Dataset entries =

══════

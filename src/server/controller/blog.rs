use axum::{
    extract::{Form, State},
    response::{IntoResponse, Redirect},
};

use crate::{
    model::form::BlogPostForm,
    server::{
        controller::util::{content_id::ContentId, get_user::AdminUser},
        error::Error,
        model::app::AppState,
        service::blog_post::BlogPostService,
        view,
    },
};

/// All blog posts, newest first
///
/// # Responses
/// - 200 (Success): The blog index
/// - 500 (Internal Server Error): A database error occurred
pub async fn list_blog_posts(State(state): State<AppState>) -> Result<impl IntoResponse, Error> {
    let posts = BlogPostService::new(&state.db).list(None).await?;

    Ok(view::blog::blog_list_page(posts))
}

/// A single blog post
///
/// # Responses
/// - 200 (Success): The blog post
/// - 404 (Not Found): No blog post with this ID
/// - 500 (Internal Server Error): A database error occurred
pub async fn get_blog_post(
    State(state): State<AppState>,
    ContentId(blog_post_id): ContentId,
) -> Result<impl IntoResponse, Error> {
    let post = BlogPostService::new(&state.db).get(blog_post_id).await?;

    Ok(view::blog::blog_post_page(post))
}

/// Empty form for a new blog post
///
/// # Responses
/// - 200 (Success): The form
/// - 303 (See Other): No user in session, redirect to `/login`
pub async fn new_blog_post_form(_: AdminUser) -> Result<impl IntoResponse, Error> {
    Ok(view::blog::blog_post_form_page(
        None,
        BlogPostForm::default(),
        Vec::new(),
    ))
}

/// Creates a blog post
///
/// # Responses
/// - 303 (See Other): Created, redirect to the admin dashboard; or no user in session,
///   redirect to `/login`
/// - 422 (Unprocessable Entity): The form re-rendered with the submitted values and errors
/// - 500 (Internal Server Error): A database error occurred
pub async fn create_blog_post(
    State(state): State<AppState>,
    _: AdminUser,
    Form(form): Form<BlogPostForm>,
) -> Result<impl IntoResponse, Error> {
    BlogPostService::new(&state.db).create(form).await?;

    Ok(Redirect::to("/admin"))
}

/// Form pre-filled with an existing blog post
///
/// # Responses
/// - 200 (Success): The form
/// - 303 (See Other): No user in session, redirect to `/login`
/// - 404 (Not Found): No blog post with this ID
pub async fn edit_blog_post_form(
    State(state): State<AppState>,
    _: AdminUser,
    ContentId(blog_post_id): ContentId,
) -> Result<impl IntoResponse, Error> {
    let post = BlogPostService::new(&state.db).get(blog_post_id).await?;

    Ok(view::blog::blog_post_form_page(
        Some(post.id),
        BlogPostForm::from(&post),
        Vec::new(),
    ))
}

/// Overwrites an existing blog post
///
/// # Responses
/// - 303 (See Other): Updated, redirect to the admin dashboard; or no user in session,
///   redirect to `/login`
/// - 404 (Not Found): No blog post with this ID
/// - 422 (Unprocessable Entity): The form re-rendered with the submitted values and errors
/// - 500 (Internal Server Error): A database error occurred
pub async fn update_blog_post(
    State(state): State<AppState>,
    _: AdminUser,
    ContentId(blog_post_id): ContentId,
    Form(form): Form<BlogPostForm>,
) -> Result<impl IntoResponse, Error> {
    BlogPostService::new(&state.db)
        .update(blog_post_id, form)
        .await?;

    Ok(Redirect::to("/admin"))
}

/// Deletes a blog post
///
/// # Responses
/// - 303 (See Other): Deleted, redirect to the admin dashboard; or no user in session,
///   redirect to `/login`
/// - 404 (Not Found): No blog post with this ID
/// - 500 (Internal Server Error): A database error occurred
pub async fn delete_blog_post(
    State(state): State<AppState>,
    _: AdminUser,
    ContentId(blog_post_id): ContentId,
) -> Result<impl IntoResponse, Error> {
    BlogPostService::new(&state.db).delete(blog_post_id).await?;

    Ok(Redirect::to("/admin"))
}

══════

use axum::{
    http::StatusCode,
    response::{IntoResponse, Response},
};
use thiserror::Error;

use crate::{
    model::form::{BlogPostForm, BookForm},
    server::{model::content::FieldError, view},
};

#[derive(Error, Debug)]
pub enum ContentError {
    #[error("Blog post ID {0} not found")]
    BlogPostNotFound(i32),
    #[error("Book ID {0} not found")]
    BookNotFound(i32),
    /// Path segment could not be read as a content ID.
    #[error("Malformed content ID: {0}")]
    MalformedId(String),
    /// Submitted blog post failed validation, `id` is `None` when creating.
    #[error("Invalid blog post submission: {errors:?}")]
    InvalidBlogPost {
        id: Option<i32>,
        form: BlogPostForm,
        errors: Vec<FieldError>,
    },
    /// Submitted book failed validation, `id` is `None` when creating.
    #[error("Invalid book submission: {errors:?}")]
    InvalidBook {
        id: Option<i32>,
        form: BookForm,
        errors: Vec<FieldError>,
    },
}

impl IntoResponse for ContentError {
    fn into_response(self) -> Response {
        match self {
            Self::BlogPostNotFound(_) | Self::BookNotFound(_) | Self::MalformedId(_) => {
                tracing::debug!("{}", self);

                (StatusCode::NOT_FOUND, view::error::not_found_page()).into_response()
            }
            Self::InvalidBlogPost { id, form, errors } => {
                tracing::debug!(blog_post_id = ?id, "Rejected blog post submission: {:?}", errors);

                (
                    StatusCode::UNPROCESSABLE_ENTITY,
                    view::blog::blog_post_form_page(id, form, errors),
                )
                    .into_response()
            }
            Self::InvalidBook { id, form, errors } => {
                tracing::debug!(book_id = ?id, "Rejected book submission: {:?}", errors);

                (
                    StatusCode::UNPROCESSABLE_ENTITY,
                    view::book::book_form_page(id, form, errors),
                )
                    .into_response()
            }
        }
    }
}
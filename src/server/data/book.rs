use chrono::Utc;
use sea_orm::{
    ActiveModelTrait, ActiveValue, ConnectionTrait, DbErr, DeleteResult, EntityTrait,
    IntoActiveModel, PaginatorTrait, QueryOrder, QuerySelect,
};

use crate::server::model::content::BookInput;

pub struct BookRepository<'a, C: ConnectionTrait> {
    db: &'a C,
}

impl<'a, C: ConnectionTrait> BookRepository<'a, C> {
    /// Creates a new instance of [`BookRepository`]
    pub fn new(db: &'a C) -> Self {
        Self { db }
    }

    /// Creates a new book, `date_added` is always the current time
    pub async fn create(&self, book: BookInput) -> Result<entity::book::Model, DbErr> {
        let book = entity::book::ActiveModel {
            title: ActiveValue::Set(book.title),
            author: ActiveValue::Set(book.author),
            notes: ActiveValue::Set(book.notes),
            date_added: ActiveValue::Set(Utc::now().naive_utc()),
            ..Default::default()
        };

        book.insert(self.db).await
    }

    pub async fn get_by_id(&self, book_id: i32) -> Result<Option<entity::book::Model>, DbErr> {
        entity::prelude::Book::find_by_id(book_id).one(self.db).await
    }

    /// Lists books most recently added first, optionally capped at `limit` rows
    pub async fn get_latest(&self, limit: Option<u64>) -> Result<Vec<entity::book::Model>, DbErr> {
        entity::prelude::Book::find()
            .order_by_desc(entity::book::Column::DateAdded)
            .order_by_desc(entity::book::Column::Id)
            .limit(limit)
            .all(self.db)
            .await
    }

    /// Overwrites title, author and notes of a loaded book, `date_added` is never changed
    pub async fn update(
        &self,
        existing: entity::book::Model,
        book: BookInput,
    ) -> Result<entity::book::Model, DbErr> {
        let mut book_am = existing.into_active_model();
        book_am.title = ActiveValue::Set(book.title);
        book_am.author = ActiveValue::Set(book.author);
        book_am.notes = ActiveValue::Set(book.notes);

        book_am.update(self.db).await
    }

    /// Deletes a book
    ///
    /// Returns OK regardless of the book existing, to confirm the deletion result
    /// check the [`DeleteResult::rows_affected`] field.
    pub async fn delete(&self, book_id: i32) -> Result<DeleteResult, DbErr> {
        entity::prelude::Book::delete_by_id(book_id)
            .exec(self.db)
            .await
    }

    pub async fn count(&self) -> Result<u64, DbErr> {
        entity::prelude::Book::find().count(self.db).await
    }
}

══════

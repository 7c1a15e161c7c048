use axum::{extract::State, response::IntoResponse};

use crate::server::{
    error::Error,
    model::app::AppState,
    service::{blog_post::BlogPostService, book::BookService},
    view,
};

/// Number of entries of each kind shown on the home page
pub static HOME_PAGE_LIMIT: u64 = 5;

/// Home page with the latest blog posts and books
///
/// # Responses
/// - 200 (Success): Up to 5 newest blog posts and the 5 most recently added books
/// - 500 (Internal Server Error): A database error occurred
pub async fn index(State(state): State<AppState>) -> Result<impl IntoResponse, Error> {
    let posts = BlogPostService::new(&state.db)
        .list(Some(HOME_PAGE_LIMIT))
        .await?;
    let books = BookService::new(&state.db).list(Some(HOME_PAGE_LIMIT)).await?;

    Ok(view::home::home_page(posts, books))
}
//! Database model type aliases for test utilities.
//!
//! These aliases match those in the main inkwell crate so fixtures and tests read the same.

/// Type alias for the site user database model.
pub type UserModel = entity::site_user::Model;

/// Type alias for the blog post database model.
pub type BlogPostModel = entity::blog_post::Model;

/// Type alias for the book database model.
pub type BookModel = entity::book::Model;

══════

TASK DETAILS =
The lines to return are those in the entries above that include "BookRepository".

EXERCISE OUTPUT =
pub struct BookRepository<'a, C: ConnectionTrait> {
impl<'a, C: ConnectionTrait> BookRepository<'a, C> {
    /// Creates a new instance of [`BookRepository`]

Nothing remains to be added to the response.